* _Data for the task_:
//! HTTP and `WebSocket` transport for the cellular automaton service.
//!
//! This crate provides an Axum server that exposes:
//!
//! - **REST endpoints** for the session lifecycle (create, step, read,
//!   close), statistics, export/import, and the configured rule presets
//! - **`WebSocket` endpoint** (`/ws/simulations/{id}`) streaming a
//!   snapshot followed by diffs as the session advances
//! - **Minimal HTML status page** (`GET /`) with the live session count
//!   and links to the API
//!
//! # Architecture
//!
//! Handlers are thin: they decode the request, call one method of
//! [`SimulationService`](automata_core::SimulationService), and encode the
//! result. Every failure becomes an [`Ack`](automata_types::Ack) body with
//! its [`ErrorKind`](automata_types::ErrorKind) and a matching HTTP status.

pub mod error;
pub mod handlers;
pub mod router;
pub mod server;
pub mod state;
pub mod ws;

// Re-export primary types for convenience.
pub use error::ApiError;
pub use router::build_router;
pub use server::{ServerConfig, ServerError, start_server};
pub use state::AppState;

* _Problem details_: The response must repeat exactly the lines from the top of the material through the line containing "the session advances", both included, with no other output.

* _Solution_:
//! HTTP and `WebSocket` transport for the cellular automaton service.
//!
//! This crate provides an Axum server that exposes:
//!
//! - **REST endpoints** for the session lifecycle (create, step, read,
//!   close), statistics, export/import, and the configured rule presets
//! - **`WebSocket` endpoint** (`/ws/simulations/{id}`) streaming a
//!   snapshot followed by diffs as the session advances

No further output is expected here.